Following my dreams
Sitting here alone, feeling sick from Covid and isolating from the world has been incredibly difficult. You’d think 10 days of doing nothing would be welcomed, but it’s becoming a constant challenge of not wallowing in grief and memories about the passing of my mother just a few days ago.
All my life, I have worked hard to ignore this little voice inside of me that seems to be more than intuitive. I can’t even count how many times I have felt and seen things before they happened. They all come to me in my dreams. If I didn’t know any better, I would say it’s because I am in a relaxed state and I can’t block or ignore the signs then.

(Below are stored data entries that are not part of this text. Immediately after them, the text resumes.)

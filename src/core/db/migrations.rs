//! Ordered, additive schema migrations for the `detections` table.
//!
//! Every step inspects the live schema before doing anything, so running the
//! list against a database written by any earlier version (including ones that
//! never recorded a schema version) only adds what is missing.

use sqlx::Row;
use sqlx::sqlite::SqliteConnection;

pub const TABLE: &str = "detections";

#[derive(Debug, Clone, Copy, PartialEq, Eq)]
pub enum MigrationStep {
    /// The base table with only the columns every version has had.
    CreateTable,
    AddColumn {
        name: &'static str,
        definition: &'static str,
    },
    CreateIndex {
        name: &'static str,
        column: &'static str,
    },
}

#[derive(Debug, Clone, Copy, PartialEq, Eq)]
pub struct Migration {
    pub version: i64,
    pub description: &'static str,
    pub step: MigrationStep,
}

const fn add_column(
    version: i64,
    description: &'static str,
    name: &'static str,
    definition: &'static str,
) -> Migration {
    Migration {
        version,
        description,
        step: MigrationStep::AddColumn { name, definition },
    }
}

pub const MIGRATIONS: &[Migration] = &[
    Migration {
        version: 1,
        description: "create detections table",
        step: MigrationStep::CreateTable,
    },
    add_column(2, "add tumor count", "tumor_count", "INTEGER"),
    add_column(3, "add tumor lengths", "tumor_lengths", "TEXT"),
    add_column(4, "add detection time", "detection_time", "TIMESTAMP"),
    add_column(5, "add processed image", "processed_image", "BLOB"),
    add_column(6, "add patient age", "patient_age", "INTEGER"),
    add_column(7, "add patient gender", "patient_gender", "TEXT"),
    add_column(8, "add severity", "severity", "TEXT"),
    add_column(9, "add recommendation", "recommendation", "TEXT"),
    Migration {
        version: 10,
        description: "index detection time",
        step: MigrationStep::CreateIndex {
            name: "idx_detections_detection_time",
            column: "detection_time",
        },
    },
];

pub fn latest_version() -> i64 {
    MIGRATIONS.last().map(|m| m.version).unwrap_or(0)
}

pub async fn table_exists(conn: &mut SqliteConnection) -> anyhow::Result<bool> {
    let found = sqlx::query("SELECT name FROM sqlite_master WHERE type = 'table' AND name = $1")
        .bind(TABLE)
        .fetch_optional(&mut *conn)
        .await?;
    Ok(found.is_some())
}

/// Column names of the detections table, in table order. Empty if the table
/// does not exist.
pub async fn columns(conn: &mut SqliteConnection) -> anyhow::Result<Vec<String>> {
    let rows = sqlx::query(&format!("PRAGMA table_info({TABLE})"))
        .fetch_all(&mut *conn)
        .await?;
    rows.iter()
        .map(|row| Ok(row.try_get::<String, _>("name")?))
        .collect()
}

async fn index_exists(conn: &mut SqliteConnection, name: &str) -> anyhow::Result<bool> {
    let found = sqlx::query("SELECT name FROM sqlite_master WHERE type = 'index' AND name = $1")
        .bind(name)
        .fetch_optional(&mut *conn)
        .await?;
    Ok(found.is_some())
}

pub async fn schema_version(conn: &mut SqliteConnection) -> anyhow::Result<i64> {
    let version: i64 = sqlx::query_scalar("PRAGMA user_version")
        .fetch_one(&mut *conn)
        .await?;
    Ok(version)
}

async fn set_schema_version(conn: &mut SqliteConnection, version: i64) -> anyhow::Result<()> {
    // PRAGMA values cannot be bound
    sqlx::query(&format!("PRAGMA user_version = {version}"))
        .execute(&mut *conn)
        .await?;
    Ok(())
}

impl Migration {
    /// Whether the live schema already contains what this step adds.
    pub async fn is_applied(&self, conn: &mut SqliteConnection) -> anyhow::Result<bool> {
        match self.step {
            MigrationStep::CreateTable => table_exists(conn).await,
            MigrationStep::AddColumn { name, .. } => {
                Ok(columns(conn).await?.iter().any(|c| c.eq_ignore_ascii_case(name)))
            }
            MigrationStep::CreateIndex { name, .. } => index_exists(conn, name).await,
        }
    }

    /// Apply the step unconditionally. Use [`Migration::is_applied`] first.
    pub async fn apply(&self, conn: &mut SqliteConnection) -> anyhow::Result<()> {
        let sql = match self.step {
            MigrationStep::CreateTable => format!(
                "CREATE TABLE {TABLE} (id INTEGER PRIMARY KEY AUTOINCREMENT, patient_name TEXT)"
            ),
            MigrationStep::AddColumn { name, definition } => {
                format!("ALTER TABLE {TABLE} ADD COLUMN {name} {definition}")
            }
            MigrationStep::CreateIndex { name, column } => {
                format!("CREATE INDEX {name} ON {TABLE} ({column})")
            }
        };
        sqlx::query(&sql).execute(&mut *conn).await?;
        Ok(())
    }
}

/// Migrations whose changes are missing from the live schema.
pub async fn pending(conn: &mut SqliteConnection) -> anyhow::Result<Vec<Migration>> {
    let mut missing = Vec::new();
    for migration in MIGRATIONS {
        if !migration.is_applied(conn).await? {
            missing.push(*migration);
        }
    }
    Ok(missing)
}

/// Bring the schema up to date. Returns the migrations that were applied.
pub async fn run(conn: &mut SqliteConnection) -> anyhow::Result<Vec<Migration>> {
    let mut applied = Vec::new();

    for migration in MIGRATIONS {
        if migration.is_applied(conn).await? {
            tracing::trace!(version = migration.version, "migration already applied");
            continue;
        }
        migration.apply(conn).await?;
        tracing::info!(
            version = migration.version,
            description = migration.description,
            "applied schema migration"
        );
        applied.push(*migration);
    }

    if schema_version(conn).await? < latest_version() {
        set_schema_version(conn, latest_version()).await?;
    }

    Ok(applied)
}
use image::DynamicImage;
use std::path::PathBuf;
use std::sync::Arc;
use anyhow::Result;

/// Data that flows through the pipeline
#[derive(Clone)]
pub struct PipelineData {
    /// The current image (can be grayscale or color)
    pub image: DynamicImage,

    /// Reference to the original scan (shared efficiently via Arc)
    pub original: Arc<DynamicImage>,
}

impl PipelineData {
    /// Create PipelineData for a full image
    pub fn from_image(image: DynamicImage) -> Self {
        let original = Arc::new(image.clone());
        Self { image, original }
    }

    /// Replace the current image, keeping the original
    pub fn with_image(&self, image: DynamicImage) -> Self {
        Self {
            image,
            original: self.original.clone(),
        }
    }
}

/// Debug configuration for pipeline execution
#[derive(Clone, Debug)]
pub struct DebugConfig {
    /// Root directory for debug outputs
    pub output_dir: PathBuf,
}

/// Trait that all pipeline steps must implement
pub trait PipelineStep: Send + Sync {
    /// Transform one image
    fn process(&self, data: PipelineData) -> Result<PipelineData>;

    /// Human-readable name for this step (used in logs and debug directories)
    fn name(&self) -> &str;
}

/// Composable pipeline of enhancement steps
pub struct Pipeline {
    steps: Vec<Arc<dyn PipelineStep>>,
    debug: Option<DebugConfig>,
}

impl Pipeline {
    /// Create a new empty pipeline
    pub fn new() -> Self {
        Self {
            steps: Vec::new(),
            debug: None,
        }
    }

    /// Enable debug mode with output directory
    /// The directory must be empty or non-existent
    pub fn with_debug(mut self, output_dir: PathBuf) -> Result<Self> {
        if output_dir.exists() {
            let entries = std::fs::read_dir(&output_dir)?;
            if entries.count() > 0 {
                return Err(anyhow::anyhow!(
                    "Debug directory is not empty: {}",
                    output_dir.display()
                ));
            }
        } else {
            std::fs::create_dir_all(&output_dir)?;
        }

        self.debug = Some(DebugConfig { output_dir });
        Ok(self)
    }

    /// Add a processing step to the pipeline
    pub fn add_step(mut self, step: Arc<dyn PipelineStep>) -> Self {
        self.steps.push(step);
        self
    }

    pub fn len(&self) -> usize {
        self.steps.len()
    }

    pub fn is_empty(&self) -> bool {
        self.steps.is_empty()
    }

    pub fn step_names(&self) -> Vec<&str> {
        self.steps.iter().map(|s| s.name()).collect()
    }

    fn save_debug(&self, dir_name: &str, image: &DynamicImage) -> Result<()> {
        if let Some(debug_config) = &self.debug {
            let step_dir = debug_config.output_dir.join(dir_name);
            std::fs::create_dir_all(&step_dir)?;
            image
                .save(step_dir.join("01.png"))
                .map_err(|e| anyhow::anyhow!("Failed to save debug image: {}", e))?;
            tracing::debug!("saved debug output {}/01.png", dir_name);
        }
        Ok(())
    }

    /// Run every step in order on an input image
    pub fn run(&self, input: DynamicImage) -> Result<PipelineData> {
        self.save_debug("00_input", &input)?;

        let mut data = PipelineData::from_image(input);
        for (step_idx, step) in self.steps.iter().enumerate() {
            tracing::info!(step = step.name(), "running enhancement step");
            data = step.process(data)?;

            let dir_name = format!(
                "{:02}_{}",
                step_idx + 1,
                step.name().to_lowercase().replace(' ', "_")
            );
            self.save_debug(&dir_name, &data.image)?;
        }

        Ok(data)
    }

    /// Run each step independently on the same input, one result per step
    pub fn run_each(&self, input: DynamicImage) -> Result<Vec<(String, DynamicImage)>> {
        let data = PipelineData::from_image(input);
        self.steps
            .iter()
            .map(|step| {
                tracing::info!(step = step.name(), "applying filter");
                let out = step.process(data.clone())?;
                Ok((step.name().to_string(), out.image))
            })
            .collect()
    }
}

impl Default for Pipeline {
    fn default() -> Self {
        Self::new()
    }
}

I didn’t see my mother’s passing. The night she fell ill, I couldn’t sleep. It had nothing to do with her, because I had talked to her a few days before and she sounded good. My mom wasn’t a healthy woman and we knew her condition was only getting worse. Still, we didn’t expect it so soon. That night, I thought about taking some Ativan to calm my thoughts. I decided against it for 2 reasons; one- I know once I use it, I have less control over what passes through my mind and I didn’t feel I had the energy to decipher any signs that night, and two- My pills were downstairs and I was just too lazy to get out of bed.
I received the call the next day and I was angry with myself. Why didn’t I take some Ativan after all? Maybe I would have seen something. My mother’s condition was critical, but she was conscious. I went to bed the following night, taking Ativan just to see if I could receive a message or have a meaningful dream.
I didn’t have to fall asleep to see something. Here was my mother, dressed in a white dress with her blonde hair loose, just floating in a purple light. That’s it. Nothing more, nothing less. My children and I were lucky to speak with her on Christmas night via Facetime. It was quick, but it was nice. She recognized everyone.
After receiving a call on the 26th that her condition wasn’t getting any better, I drove to be reunited with her the next day. From the moment I arrived at the hospital, she never regained consciousness. She passed away at 15:55 on December 29th, 2021.
I have now tested positive for Covid and am isolating in my mother’s condo. It’s the first time in 27 years that I am here alone. I sit where she used to sit, I watch her television and use her blanket to fall asleep. I have nowhere to hide. I am grateful to have somewhere to isolate, but all I see is her.
I woke up around 4:00 this morning. Couldn’t go back to sleep. I checked my Facebook, had a few words with my love and an hour or so later, I fell asleep once again and this is when it happened.
I finally had a dream! There she was. I know it sounds crazy for many and most people don’t believe in it, but I know when it’s just a dream and when it’s a meaningful dream.
I was walking in a very busy shopping mall. People coming and going, like a sprint before Christmas. I was in a hurry. I had to find a book for Vayda. Where everyone was on the move, here was my mother on the side, standing still. She had a stroller with her. She had her famous blonde hair and was wearing a denim outfit like she used to in the 90’s. She looked a bit like Dolly Parton. She had her famous tan on, but looked younger and so healthy.
She said hi to me. As I walked towards her, I was confused.
“Mom, you know you are dead right?”
“Yes, I know. But I can do whatever I want now.”
She looked good, happy.
I told her I was in a hurry. I was so busy lately. She said:
“I know. That’s good because you don’t have time to miss me. It’s really not the time for a party. All I want is to eat cake.”
She was trying to explain what she wanted and I said, I know. Those little log cakes. She smiled and said YES!
Like I said, sometimes it makes no sense. The cakes she was trying to describe were the Vachon’s Swiss Rolls.
Before we left on our separate ways, I said I will call you and realized I can’t anymore. We looked at each other and I said, well now I can talk to you all the time.
That’s when I woke up, still sick, still stuck here, but feeling ready to write her praises for her celebration; celebration still up in the air because of Covid, but hey, let’s have some cake.